Husbands de John cassavetes (1971) - ★★★★★★★☆☆☆



Je n'en suis pas encore certain, mais Husbands donnera peut-être lieu au plus petit article que j'ai écrit jusqu'à présent. Non pas que cette première collaboration entre John cassavetes, Peter Falk et ben Gazzara ne mérite pas que l'on s'y attarde trop longtemps, mais pourquoi prolonger l'épreuve de la critique et les retours à la ligne trop nombreux lorsque tout semble pouvoir être exprimé en quelques mots. Il n'y a pas mille façons d'aborder cette œuvre mise en scène par John Cassavetes. J'en vois deux. Ou peut-être une troisième. Celle qui vous place dans cette désagréable situation que l'on nomme 'avoir le cul entre deux chaises'. Ignorons-la, puisqu'elle ne sert que de roue de secours aux indécis. A ceux qui ne savent s'ils sont assurément pour, ou tout à fait contre. Au choix, donc, nous retiendrons les deux seules options valables : le rejet, et la fascination.
Husbands nous conte une histoire toute simple. On pourrait même envisager que le film n'en raconte aucune, qu'il plonge ses trois principaux interprètes au beau milieu d'une existence entamée à moitié, dans la fleur de l'âge. Trois hommes coupés de leur liaison avec celui qui fermait le carré qu'il constituaient à eux quatre. Harry, Gus et Archie viennent d'enterrer leur ami Stuart. Commence alors un court passage vers la dérive. Parcourant la moitié de New York en métro, le publicitaire, le dentiste et le journaliste tentent d'oublier le malheur qui les a frappé en jouant au basket, en piquant une tête dans une piscine municipale et en allant boire de la bière jusqu'à plus soif dans le bar où ils ont l'habitude de traîner. Tous les trois mariés, c'est sur un coup de tête qu'ils décident de prendre l'avion et d'aller passer un moment à Londres. Là-bas, ils agissent à la manière de ces américains caricaturés, sûr de leur charisme, prêts à agir en séducteur. Direction le casino. Ils n'y feront pas fortune mais rentreront à l'hôtel accompagnés chacun d'une jeune anglaise. Puis c'est le retour au bercail. Mais pour Gus et Archie seulement puisque comme il n'a cessé de le répéter, Harry a décidé de ne plus jamais rentrer chez lui. C'est donc seul qu'il demeure à Londres, ses deux amis repartant pour New York où il retrouveront la vie qu'ils ont toujours menée...

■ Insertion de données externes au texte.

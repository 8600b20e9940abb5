//! Full-pipeline integration tests for the six concrete scenarios in
//! spec.md §8, run through the public `AssignmentEngine`/`LotDeduper`
//! surface rather than any single phase in isolation.

use chrono::{NaiveDate, NaiveTime};
use lot_dispatch::domain::{
    AssignabilityStatus, FixedPinRegistry, Inspector, Lot, LotIdentity, ProductMaster,
    ProductProcessRate, Provenance, ShippingDate, SkillLevel, SkillMatrix, SkillRow,
    VacationSchedule,
};
use lot_dispatch::master::MasterSnapshot;
use lot_dispatch::{AssignmentEngine, DedupOptions, EngineConfig, LotDeduper};

fn today() -> NaiveDate {
    NaiveDate::from_ymd_opt(2026, 7, 29).unwrap()
}

fn inspector_with_hours(id: &str, hours: u32) -> Inspector {
    Inspector {
        inspector_id: id.into(),
        name: id.into(),
        shift_start: NaiveTime::from_hms_opt(8, 0, 0).unwrap(),
        shift_end: NaiveTime::from_hms_opt(8 + hours, 0, 0).unwrap(),
        is_new_product_team_member: false,
    }
}

fn lot(product: &str, id: &str, qty: i64, shipping_date: NaiveDate) -> Lot {
    Lot {
        identity: LotIdentity::ProductionLotId(id.into()),
        product_number: product.into(),
        product_name: "Widget".into(),
        customer: "Acme".into(),
        shipping_date: ShippingDate::Date(shipping_date),
        lot_quantity: qty,
        instruction_date: Some(shipping_date),
        machine: Some("M1".into()),
        current_process_number: Some("10".into()),
        current_process_name: "Final inspection".into(),
        secondary_process: None,
        provenance: Provenance::Normal,
    }
}

fn products_60s_per_unit() -> ProductMaster {
    ProductMaster::from_rows(vec![ProductProcessRate {
        product_number: "P1".into(),
        process_number: "10".into(),
        seconds_per_unit: 60.0,
    }])
}

#[test]
fn scenario_a_simple_split_pins_skill_three_and_fills_least_loaded() {
    let snapshot = MasterSnapshot {
        products: products_60s_per_unit(),
        inspectors: vec![
            inspector_with_hours("A", 8),
            inspector_with_hours("B", 8),
            inspector_with_hours("C", 8),
        ],
        skills: SkillMatrix::from_rows(vec![
            SkillRow { product_number: "P1".into(), process_number: None, inspector_id: "A".into(), level: SkillLevel::new(3).unwrap() },
            SkillRow { product_number: "P1".into(), process_number: None, inspector_id: "B".into(), level: SkillLevel::new(1).unwrap() },
            SkillRow { product_number: "P1".into(), process_number: None, inspector_id: "C".into(), level: SkillLevel::new(2).unwrap() },
        ]),
        vacations: VacationSchedule::from_absences(vec![("C".to_string(), today())]),
    };
    let pins = FixedPinRegistry::default();
    let config = EngineConfig::default();

    // C is on vacation today, so it must be filtered out of the pool.
    let engine_input = vec![lot("P1", "L1", 360, today())];
    let engine = AssignmentEngine::new(&snapshot, &pins, &config);
    let result = engine.run(engine_input, today());

    assert_eq!(result.rows.len(), 1);
    let row = &result.rows[0];
    assert_eq!(row.assignability_status, AssignabilityStatus::Assigned);
    assert_eq!(row.crew_size(), 2);
    assert_eq!(row.divided_time, 3.0);
    let ids: Vec<&str> = row.slots.iter().map(|m| m.inspector_id.as_str()).collect();
    assert!(ids.contains(&"A"));
    assert!(ids.contains(&"B"));
    assert!(!ids.contains(&"C"));
}

#[test]
fn scenario_b_same_part_cap_spreads_two_lots_across_two_inspectors() {
    let snapshot = MasterSnapshot {
        products: products_60s_per_unit(),
        inspectors: vec![inspector_with_hours("A", 8), inspector_with_hours("B", 8)],
        skills: SkillMatrix::from_rows(vec![
            SkillRow { product_number: "P1".into(), process_number: None, inspector_id: "A".into(), level: SkillLevel::new(1).unwrap() },
            SkillRow { product_number: "P1".into(), process_number: None, inspector_id: "B".into(), level: SkillLevel::new(1).unwrap() },
        ]),
        vacations: VacationSchedule::default(),
    };
    let pins = FixedPinRegistry::default();
    let config = EngineConfig::default();

    // Each lot is 3.0h (180 units * 60s / 3600). Two lots on the same
    // product would push one inspector to 6.0h > H_product=4.0 if both
    // landed on the same person, so the engine must split them.
    let lots = vec![
        lot("P1", "L1", 180, today()),
        lot("P1", "L2", 180, today()),
    ];
    let engine = AssignmentEngine::new(&snapshot, &pins, &config);
    let result = engine.run(lots, today());

    assert_eq!(result.rows.len(), 2);
    assert!(result.rows.iter().all(|r| r.assignability_status == AssignabilityStatus::Assigned));
    let first_inspector = result.rows[0].slots[0].inspector_id.clone();
    let second_inspector = result.rows[1].slots[0].inspector_id.clone();
    assert_ne!(first_inspector, second_inspector);

    for inspector_id in ["A", "B"] {
        assert!(result.final_state.product_hours_of(inspector_id, "P1") <= config.h_product + 1e-9);
    }
}

#[test]
fn scenario_c_dedup_priority_keeps_same_day_cleaning_row() {
    let far_future = NaiveDate::from_ymd_opt(2099, 12, 31).unwrap();
    let mut cleaning = lot("P1", "", 10, today());
    cleaning.shipping_date = ShippingDate::SameDayCleaning;
    cleaning.provenance = Provenance::Cleaning;
    cleaning.identity = LotIdentity::Composite {
        product_number: "P1".into(),
        machine: Some("M1".into()),
        instruction_date: Some(today()),
        cleaning_instruction_row: Some(1),
    };

    let mut future = lot("P1", "", 10, far_future);
    future.identity = LotIdentity::Composite {
        product_number: "P1".into(),
        machine: Some("M1".into()),
        instruction_date: Some(today()),
        cleaning_instruction_row: None,
    };

    let deduper = LotDeduper::new(DedupOptions::default());
    let result = deduper.dedupe(vec![cleaning, future], today());

    assert_eq!(result.len(), 1);
    assert_eq!(result[0].provenance, Provenance::Cleaning);
}

#[test]
fn scenario_d_repair_swaps_over_part_inspector_off_the_later_lot() {
    use lot_dispatch::domain::{AssignmentRow, CrewMember, DailyState};
    use lot_dispatch::engine::{detect_violations, repair_row};

    // Phase 1's own per-assignment filters never let a fresh pick exceed a
    // cap, so an over-part state can only arise from something outside
    // Phase 1's control (e.g. a seat-chart re-ingest). Build that state
    // directly, the way repair's own unit tests do, and drive it through
    // the public detect/repair entry points.
    let snapshot = MasterSnapshot {
        products: ProductMaster::default(),
        inspectors: vec![inspector_with_hours("X", 8), inspector_with_hours("Y", 8), inspector_with_hours("Z", 8)],
        skills: SkillMatrix::from_rows(vec![
            SkillRow { product_number: "Q".into(), process_number: None, inspector_id: "X".into(), level: SkillLevel::new(2).unwrap() },
            SkillRow { product_number: "Q".into(), process_number: None, inspector_id: "Y".into(), level: SkillLevel::new(1).unwrap() },
            SkillRow { product_number: "Q".into(), process_number: None, inspector_id: "Z".into(), level: SkillLevel::new(2).unwrap() },
        ]),
        vacations: VacationSchedule::default(),
    };
    let config = EngineConfig::default();
    let earlier = today();
    let later = today() + chrono::Duration::days(1);

    let make_row = |ship_date: NaiveDate| AssignmentRow {
        lot: lot("Q", "L", 100, ship_date),
        inspection_time_hours: 2.5,
        required_crew_size: 1,
        divided_time: 2.5,
        slots: vec![CrewMember { inspector_id: "X".into(), name: "X".into(), skill_level: Some(2), is_new_team_pick: false }],
        assignability_status: AssignabilityStatus::Assigned,
    };
    let mut rows = vec![make_row(earlier), make_row(later)];

    let violations = detect_violations(&rows, &snapshot, &config, today());
    assert_eq!(violations.len(), 1);
    assert_eq!(violations[0].inspector_id, "X");
    // The later-ship-date row is the one picked for repair.
    assert_eq!(violations[0].row_index, 1);

    let mut state = DailyState::recompute_from_rows(&rows, today());
    repair_row(&violations[0], &mut rows[1], &snapshot, &mut state, &config, today());

    assert_ne!(rows[1].slots[0].inspector_id, "X");
    assert!(detect_violations(&rows, &snapshot, &config, today()).iter().all(|v| v.inspector_id != "X"));
}

#[test]
fn scenario_e_single_candidate_crew_of_two_is_unassigned_capacity() {
    let snapshot = MasterSnapshot {
        products: products_60s_per_unit(),
        inspectors: vec![inspector_with_hours("A", 8)],
        skills: SkillMatrix::from_rows(vec![SkillRow {
            product_number: "P1".into(),
            process_number: None,
            inspector_id: "A".into(),
            level: SkillLevel::new(2).unwrap(),
        }]),
        vacations: VacationSchedule::default(),
    };
    let pins = FixedPinRegistry::default();
    let config = EngineConfig::default();

    // 360 units * 60s / 3600 = 6.0h => required_crew_size 2, but only one
    // candidate inspector exists.
    let engine = AssignmentEngine::new(&snapshot, &pins, &config);
    let result = engine.run(vec![lot("P1", "L1", 360, today())], today());

    assert_eq!(result.rows.len(), 1);
    let row = &result.rows[0];
    assert_eq!(row.assignability_status, AssignabilityStatus::UnassignedCapacity);
    assert!(row.slots.is_empty());
    assert_eq!(row.divided_time, 0.0);
}

#[test]
fn scenario_f_fairness_rebalance_narrows_the_spread() {
    let ids = ["A", "B", "C", "D", "E"];
    let snapshot = MasterSnapshot {
        products: ProductMaster::from_rows(vec![ProductProcessRate {
            product_number: "P1".into(),
            process_number: "10".into(),
            seconds_per_unit: 60.0,
        }]),
        inspectors: ids.iter().map(|id| inspector_with_hours(id, 12)).collect(),
        skills: SkillMatrix::from_rows(ids.iter().map(|id| SkillRow {
            product_number: "P1".into(),
            process_number: None,
            inspector_id: id.to_string(),
            level: SkillLevel::new(2).unwrap(),
        })),
        vacations: VacationSchedule::default(),
    };
    let pins = FixedPinRegistry::default();
    let config = EngineConfig::default();

    // 150 units * 60s / 3600 = 2.5h per lot, under H_required so each lot
    // keeps crew_size 1. Eight lots give Phase 1's least-loaded picker and
    // Phase 3's rebalance enough lots to work with across five inspectors.
    let lots: Vec<Lot> = (0..8)
        .map(|i| lot("P1", &format!("L{i}"), 150, today()))
        .collect();
    let engine = AssignmentEngine::new(&snapshot, &pins, &config);
    let result = engine.run(lots, today());

    let totals: Vec<f64> = ids.iter().map(|id| result.final_state.daily_hours_of(id)).collect();
    let max = totals.iter().cloned().fold(f64::MIN, f64::max);
    let min = totals.iter().cloned().fold(f64::MAX, f64::min);
    let mean = totals.iter().sum::<f64>() / totals.len() as f64;
    assert!(max - min <= config.imbalance_threshold_ratio * mean + 1e-6);
}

Ben tiens. Finalement, d'histoire, il y a. Simple. Sans artifices. Comme filmée par un bon copain. Un larron planqué derrière sa caméra, s'assurant d'emporter en souvenir, les difficiles journées qui allaient succéder à l'enterrement de Stuart. Émouvante d'ailleurs, cette cérémonie filmée comme si l'événement était bien réel. C'est bien ce qui fait la particularité du cinéma de John Cassavetes réalisateur, et sans doute ce qui gêne certains spectateurs. Probablement que parmi eux, quelques-uns auront eu l'envie pressente de quitter la salle bien avant la fin du film, ce que certains n'ont sans doute pas hésité à faire. C'est vrai, Husbands est incommodant. Dérangeant presque. Pas pour le voyeurisme que certains pourraient y voir, mais pour cette furieuse impression que l'on est devant autre chose qu'un long-métrage cinéma. Un documentaire sur les affres du désespoir. Qui pourtant prennent ici une forme très souvent joyeuse. Car après tout, John Cassavetes, Peter Falk et Ben Gazzara ne demeurent-ils pas que de grands enfants se chamaillant pour des broutilles, et exhibant leur folie légère au milieu de passant ébahis par leurs agissements dignes d'une cour d'école ?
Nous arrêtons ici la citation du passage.